Résolution

12 minutes de lecture

Les bourrasques fouettaient les persiennes, s’engouffrant dans les jointures de la fenêtre, faisant pénétrer un petit courant d’air glacé qui effleura le visage de Flavia.

Sous cette caresse rafraîchissante, ses yeux s’entrouvrirent, goûtant la pénombre que le mauvais temps entretenait dans la pièce.

Au moins, ils n’étaient pas blessés par la luminosité, car le reste de son corps criait sa douleur à chaque mouvement.

Flavia, en se défaisant péniblement de la chemise d’homme qu’elle portait et du foulard qui ceignait son cou, se rappela les évènements de la veille.
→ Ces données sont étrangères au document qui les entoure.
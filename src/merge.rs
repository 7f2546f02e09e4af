//! Dedup-merge of fetched readings into existing series
//!
//! Readings are keyed by timestamp. The untouched prefix of the existing
//! series stays in place; only the tail overlapping the incoming batch is
//! rebuilt, so an incremental run costs `O(k log k + overlap)` for a batch of
//! `k` readings regardless of how much history is stored.

use crate::dataset::{Dataset, Series};
use crate::fetcher::SourceBatch;
use crate::{Channel, Reading};
use serde::Serialize;
use std::str::FromStr;

/// Which reading survives when both sides carry the same timestamp
#[derive(Debug, Clone, Copy, Default, PartialEq, Eq, Serialize)]
#[serde(rename_all = "lowercase")]
pub enum CollisionPolicy {
    /// Newly fetched value replaces the stored one (late corrections)
    #[default]
    IncomingWins,
    /// Stored value is kept
    ExistingWins,
}

impl FromStr for CollisionPolicy {
    type Err = String;

    fn from_str(s: &str) -> Result<Self, Self::Err> {
        match s.to_lowercase().as_str() {
            "incoming" | "incoming-wins" | "remote" => Ok(CollisionPolicy::IncomingWins),
            "existing" | "existing-wins" | "local" => Ok(CollisionPolicy::ExistingWins),
            _ => Err(format!(
                "Invalid collision policy: {s} (expected 'incoming' or 'existing')"
            )),
        }
    }
}

impl std::fmt::Display for CollisionPolicy {
    fn fmt(&self, f: &mut std::fmt::Formatter<'_>) -> std::fmt::Result {
        match self {
            CollisionPolicy::IncomingWins => f.write_str("incoming"),
            CollisionPolicy::ExistingWins => f.write_str("existing"),
        }
    }
}

/// Outcome counts of a merge
#[derive(Debug, Clone, Copy, Default, PartialEq, Eq, Serialize)]
pub struct MergeStats {
    /// Timestamps not present before
    pub added: usize,
    /// Existing readings replaced by a different incoming value
    pub updated: usize,
    /// Incoming readings that left the series as it was
    pub unchanged: usize,
}

impl MergeStats {
    /// Whether the merge changed the series
    pub fn changed(&self) -> bool {
        self.added > 0 || self.updated > 0
    }
}

impl std::ops::AddAssign for MergeStats {
    fn add_assign(&mut self, other: Self) {
        self.added += other.added;
        self.updated += other.updated;
        self.unchanged += other.unchanged;
    }
}

/// Merge `incoming` into `existing`
///
/// The result is sorted by timestamp without duplicates and has
/// `total_readings` refreshed. Duplicates inside `incoming` keep their last
/// occurrence. Merging the same batch twice yields the same series as merging
/// it once.
pub fn merge(
    mut existing: Series,
    mut incoming: Vec<Reading>,
    policy: CollisionPolicy,
) -> (Series, MergeStats) {
    let mut stats = MergeStats::default();

    // Stable sort so "last occurrence" keeps its meaning
    incoming.sort_by_key(|r| r.timestamp);
    let incoming = dedup_keep_last(incoming);

    let Some(first) = incoming.first() else {
        existing.total_readings = existing.readings.len();
        return (existing, stats);
    };

    let split = existing
        .readings
        .partition_point(|r| r.timestamp < first.timestamp);
    let tail = existing.readings.split_off(split);

    let mut merged = Vec::with_capacity(tail.len() + incoming.len());
    let mut tail = tail.into_iter().peekable();
    let mut incoming = incoming.into_iter().peekable();

    loop {
        let next = (
            tail.peek().map(|r| r.timestamp),
            incoming.peek().map(|r| r.timestamp),
        );
        match next {
            (Some(old), Some(new)) if old < new => merged.extend(tail.next()),
            (Some(old), Some(new)) if old > new => {
                stats.added += 1;
                merged.extend(incoming.next());
            }
            (Some(_), Some(_)) => {
                let (Some(old), Some(new)) = (tail.next(), incoming.next()) else {
                    break;
                };
                if old == new || policy == CollisionPolicy::ExistingWins {
                    stats.unchanged += 1;
                    merged.push(old);
                } else {
                    stats.updated += 1;
                    merged.push(new);
                }
            }
            (Some(_), None) => merged.extend(tail.by_ref()),
            (None, Some(_)) => {
                let before = merged.len();
                merged.extend(incoming.by_ref());
                stats.added += merged.len() - before;
            }
            (None, None) => break,
        }
    }

    existing.readings.extend(merged);
    existing.total_readings = existing.readings.len();
    (existing, stats)
}

fn dedup_keep_last(sorted: Vec<Reading>) -> Vec<Reading> {
    let mut out: Vec<Reading> = Vec::with_capacity(sorted.len());
    for reading in sorted {
        match out.last_mut() {
            Some(last) if last.timestamp == reading.timestamp => *last = reading,
            _ => out.push(reading),
        }
    }
    out
}

/// Merge a fetched batch into the matching series of `dataset`
///
/// Source metadata from the batch is layered over the stored metadata.
pub fn merge_batch(
    dataset: &mut Dataset,
    channel: Channel,
    batch: SourceBatch,
    policy: CollisionPolicy,
) -> MergeStats {
    let slot = dataset.entry(channel, &batch.source_id);
    let existing = std::mem::replace(slot, Series::new(batch.source_id.clone()));

    let (mut series, stats) = merge(existing, batch.readings, policy);
    series.metadata.extend(batch.metadata);
    *slot = series;
    stats
}
//! Integration tests for the interactive session login (thermostat vendor)

use async_trait::async_trait;
use chrono::{DateTime, Duration, Utc};
use std::sync::atomic::{AtomicUsize, Ordering};
use std::sync::{Arc, Mutex};
use tempfile::TempDir;
use utility_sync::auth::cache::{ECOBEE_SESSION_KEY, ECOBEE_TOKEN_KEY};
use utility_sync::auth::session::{
    DeriveOutcome, InteractiveSessionAuth, LoginStep, LoginSurface, MfaChallenge, MfaOutcome,
    SessionGrant, TokenGrant,
};
use utility_sync::auth::totp::TotpGenerator;
use utility_sync::auth::{AuthError, Authenticator, TokenCache};
use utility_sync::clock::FixedClock;
use utility_sync::credentials::Credential;
use utility_sync::Provider;

const NOW: i64 = 1735257600000;

/// Scripted vendor login page
#[derive(Default)]
struct FakeSurface {
    logins: AtomicUsize,
    derives: AtomicUsize,
    /// MFA codes seen, in order
    codes: Mutex<Vec<String>>,
    /// Codes accepted by the MFA step
    accepted_codes: Vec<String>,
    /// Whether the stored session still works
    session_alive: bool,
    require_mfa: bool,
    reject_password: bool,
    /// Number of credential submissions that never answer
    hang_logins: usize,
}

#[async_trait]
impl LoginSurface for FakeSurface {
    async fn submit_credentials(&self, _username: &str, password: &str) -> Result<LoginStep, AuthError> {
        let n = self.logins.fetch_add(1, Ordering::SeqCst) + 1;
        if n <= self.hang_logins {
            tokio::time::sleep(std::time::Duration::from_secs(3600)).await;
        }
        if self.reject_password || password.is_empty() {
            return Ok(LoginStep::Rejected("wrong password".to_string()));
        }
        if self.require_mfa {
            return Ok(LoginStep::MfaRequired(MfaChallenge("challenge-1".to_string())));
        }
        Ok(LoginStep::Established(SessionGrant {
            session: "session-cookies".to_string(),
            token: Some(TokenGrant {
                access_token: "login-token".to_string(),
                expires_in: Some(3600),
            }),
        }))
    }

    async fn submit_mfa(&self, _challenge: &MfaChallenge, code: &str) -> Result<MfaOutcome, AuthError> {
        self.codes.lock().unwrap().push(code.to_string());
        if self.accepted_codes.iter().any(|c| c == code) {
            Ok(MfaOutcome::Established(SessionGrant {
                session: "session-cookies".to_string(),
                token: None,
            }))
        } else {
            Ok(MfaOutcome::Rejected("invalid code".to_string()))
        }
    }

    async fn derive_token(&self, session: &str) -> Result<DeriveOutcome, AuthError> {
        let n = self.derives.fetch_add(1, Ordering::SeqCst) + 1;
        if !self.session_alive && self.logins.load(Ordering::SeqCst) == 0 {
            return Ok(DeriveOutcome::SessionExpired);
        }
        assert_eq!(session, "session-cookies");
        Ok(DeriveOutcome::Token(TokenGrant {
            access_token: format!("derived-{n}"),
            expires_in: Some(3600),
        }))
    }
}

/// Code is the 30-second step number, so consecutive steps differ
struct StepTotp;

impl TotpGenerator for StepTotp {
    fn code_at(&self, _secret: &str, time: DateTime<Utc>) -> Result<String, AuthError> {
        Ok(format!("{:06}", time.timestamp() / 30 % 1_000_000))
    }
}

fn code_for(millis: i64) -> String {
    format!("{:06}", millis / 1000 / 30 % 1_000_000)
}

fn auth(dir: &TempDir, surface: Arc<FakeSurface>, clock: Arc<FixedClock>) -> InteractiveSessionAuth {
    InteractiveSessionAuth::new(
        Credential::new(
            Provider::Ecobee,
            "me@example.com",
            "hunter2",
            Some("JBSWY3DPEHPK3PXP".to_string()),
        ),
        surface,
        Arc::new(StepTotp),
        TokenCache::new(dir.path()),
        clock,
    )
}

#[tokio::test]
async fn login_without_mfa_caches_session_and_token() {
    let dir = TempDir::new().unwrap();
    let surface = Arc::new(FakeSurface::default());
    let clock = Arc::new(FixedClock::at_millis(NOW));
    let auth = auth(&dir, surface.clone(), clock);

    assert_eq!(auth.authenticate().await.unwrap().value, "login-token");
    assert_eq!(auth.authenticate().await.unwrap().value, "login-token");
    assert_eq!(surface.logins.load(Ordering::SeqCst), 1);

    let cache = TokenCache::new(dir.path());
    let session = cache.load(ECOBEE_SESSION_KEY).unwrap();
    assert_eq!(session.token, "session-cookies");
    assert!(session.expires_at.is_none());
    assert!(cache.load(ECOBEE_TOKEN_KEY).unwrap().expires_at.is_some());
}

#[tokio::test]
async fn expired_token_is_reissued_from_session_without_mfa() {
    let dir = TempDir::new().unwrap();
    let surface = Arc::new(FakeSurface {
        require_mfa: true,
        accepted_codes: vec![code_for(NOW)],
        session_alive: true,
        ..Default::default()
    });
    let clock = Arc::new(FixedClock::at_millis(NOW));
    let auth = auth(&dir, surface.clone(), clock.clone());

    // First login answers MFA, then derives a token from the new session
    assert_eq!(auth.authenticate().await.unwrap().value, "derived-1");
    assert_eq!(surface.codes.lock().unwrap().len(), 1);

    clock.advance(Duration::hours(2));
    assert_eq!(auth.authenticate().await.unwrap().value, "derived-2");
    assert_eq!(surface.logins.load(Ordering::SeqCst), 1);
    assert_eq!(surface.codes.lock().unwrap().len(), 1);
}

#[tokio::test]
async fn rejected_mfa_code_is_retried_once_with_next_step() {
    let dir = TempDir::new().unwrap();
    let next_step = code_for(NOW + 30_000);
    let surface = Arc::new(FakeSurface {
        require_mfa: true,
        accepted_codes: vec![next_step.clone()],
        session_alive: true,
        ..Default::default()
    });
    let auth = auth(&dir, surface.clone(), Arc::new(FixedClock::at_millis(NOW)));

    auth.authenticate().await.unwrap();
    assert_eq!(*surface.codes.lock().unwrap(), vec![code_for(NOW), next_step]);
}

#[tokio::test]
async fn second_mfa_rejection_fails() {
    let dir = TempDir::new().unwrap();
    let surface = Arc::new(FakeSurface {
        require_mfa: true,
        ..Default::default()
    });
    let auth = auth(&dir, surface.clone(), Arc::new(FixedClock::at_millis(NOW)));

    let result = auth.authenticate().await;
    assert!(matches!(result, Err(AuthError::MfaRejected { attempts: 2 })));
    assert_eq!(surface.codes.lock().unwrap().len(), 2);
    assert_eq!(surface.logins.load(Ordering::SeqCst), 1);
    assert!(TokenCache::new(dir.path()).load(ECOBEE_SESSION_KEY).is_none());
}

#[tokio::test]
async fn rejected_password_is_an_auth_failure() {
    let dir = TempDir::new().unwrap();
    let surface = Arc::new(FakeSurface {
        reject_password: true,
        ..Default::default()
    });
    let auth = auth(&dir, surface.clone(), Arc::new(FixedClock::at_millis(NOW)));

    assert!(matches!(
        auth.authenticate().await,
        Err(AuthError::InvalidCredentials {
            provider: Provider::Ecobee,
            ..
        })
    ));
    // Rejections are final, never attempted again
    assert_eq!(surface.logins.load(Ordering::SeqCst), 1);
}

#[tokio::test]
async fn expired_session_falls_back_to_interactive_login() {
    let dir = TempDir::new().unwrap();
    let cache = TokenCache::new(dir.path());
    cache
        .save(
            ECOBEE_SESSION_KEY,
            &utility_sync::auth::CachedToken {
                provider: Provider::Ecobee,
                token: "stale-session".to_string(),
                issued_at: DateTime::<Utc>::from_timestamp_millis(NOW).unwrap(),
                expires_at: None,
            },
        )
        .unwrap();

    let surface = Arc::new(FakeSurface::default());
    let auth = auth(&dir, surface.clone(), Arc::new(FixedClock::at_millis(NOW)));

    assert_eq!(auth.authenticate().await.unwrap().value, "login-token");
    assert_eq!(surface.logins.load(Ordering::SeqCst), 1);
    assert_eq!(
        cache.load(ECOBEE_SESSION_KEY).unwrap().token,
        "session-cookies"
    );
}

#[tokio::test]
async fn hung_login_is_retried_then_succeeds() {
    let dir = TempDir::new().unwrap();
    let surface = Arc::new(FakeSurface {
        hang_logins: 1,
        ..Default::default()
    });
    let auth = auth(&dir, surface.clone(), Arc::new(FixedClock::at_millis(NOW)))
        .with_login_timeout(std::time::Duration::from_millis(50))
        .with_max_retries(2);

    assert_eq!(auth.authenticate().await.unwrap().value, "login-token");
    assert_eq!(surface.logins.load(Ordering::SeqCst), 2);
    assert!(TokenCache::new(dir.path()).load(ECOBEE_SESSION_KEY).is_some());
}

#[tokio::test]
async fn login_that_keeps_hanging_times_out_after_retries() {
    let dir = TempDir::new().unwrap();
    let surface = Arc::new(FakeSurface {
        hang_logins: usize::MAX,
        ..Default::default()
    });
    let auth = auth(&dir, surface.clone(), Arc::new(FixedClock::at_millis(NOW)))
        .with_login_timeout(std::time::Duration::from_millis(50))
        .with_max_retries(1);

    let result = auth.authenticate().await;
    assert!(matches!(result, Err(AuthError::LoginTimeout(_))));
    assert!(result.unwrap_err().is_transient());
    assert_eq!(surface.logins.load(Ordering::SeqCst), 2);
}

#[tokio::test]
async fn invalidate_keeps_the_session() {
    let dir = TempDir::new().unwrap();
    let surface = Arc::new(FakeSurface {
        session_alive: true,
        ..Default::default()
    });
    let auth = auth(&dir, surface.clone(), Arc::new(FixedClock::at_millis(NOW)));
    auth.authenticate().await.unwrap();

    auth.invalidate().await.unwrap();
    let cache = TokenCache::new(dir.path());
    assert!(cache.load(ECOBEE_TOKEN_KEY).is_none());
    assert!(cache.load(ECOBEE_SESSION_KEY).is_some());

    // Next call derives from the session instead of logging in again
    assert_eq!(auth.authenticate().await.unwrap().value, "derived-1");
    assert_eq!(surface.logins.load(Ordering::SeqCst), 1);
}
Un flot d’amertume traversa sa poitrine et faillit se traduire par le rejet du contenu de son estomac.

Elle réprima la nausée, et alla jeter chemise et foulard à la poubelle. Puis elle se traîna jusqu’à la salle de douche où elle fit couler l’eau, au maximum de la chaleur autorisée par le robinet.

Elle se glissa sous l’eau brûlante en espérant qu’elle dissoudrait tous les souvenirs qui lui faisaient désormais honte, espérant que la bonde les engloutirait définitivement.

Mais comme toujours, les choses n’étaient pas si faciles, et la vision de son corps meurtri sur la glace embuée fit rejaillir brutalement toutes les émotions emmagasinées le jour précédent.

Pourtant… Ce ne pouvait pas être elle qui avait supplié, qui avait subi sans broncher ces assauts, même si elle les avait rêvés un jour…

Quand elle réalisa qu’elle avait accepté tout cela d’un mafieux, l’engeance qu’elle honnissait par-dessus tout, elle frappa du poing le miroir en s’écriant : « Salope ! Pourquoi as-tu fait cela ? Chienne, chienne… ».

Puis, elle s’effondra et resta prostrée sur cette idée fixe.

La sonnerie du téléphone brisa salutairement l’abattement, et Flavia se releva machinalement pour voir qui avait appelé. C’était Chiara, sa planche de salut de toujours.

Son regard croisa alors la photo de sa famille à l’époque où son père l’illuminait encore. Ce fut comme un éclair dans l’obscurité.

Comme souvent, la littérature qu’elle dévorait fournit des ressources à son esprit troublé.

Un passage du célèbre roman de Stendhal revint à sa mémoire : il n’y avait entre Julien Sorel et les actions héroïques que le manque d’occasion, mais cette occasion venait de se présenter pour elle.

Il y avait aussi cette nouvelle, dont elle avait oublié le nom, où une femme se faisait prostituée pour punir son mari en salissant son nom. Elle avait fait de son corps le champ de bataille de sa vengeance.

« Il parait qu’à toute chose, malheur est bon… On va voir ça… Je trouverai l’identité de celui qui a tué mon père et je le détruirai » se jura-t-elle.

« Ce Leandro et Malaspina doivent avoir la quarantaine, ils étaient sûrement déjà dans la mafia il y a vingt ans… Ils ont peut-être entendu parler de mon père, il faut que je les fasse parler » résolut-elle.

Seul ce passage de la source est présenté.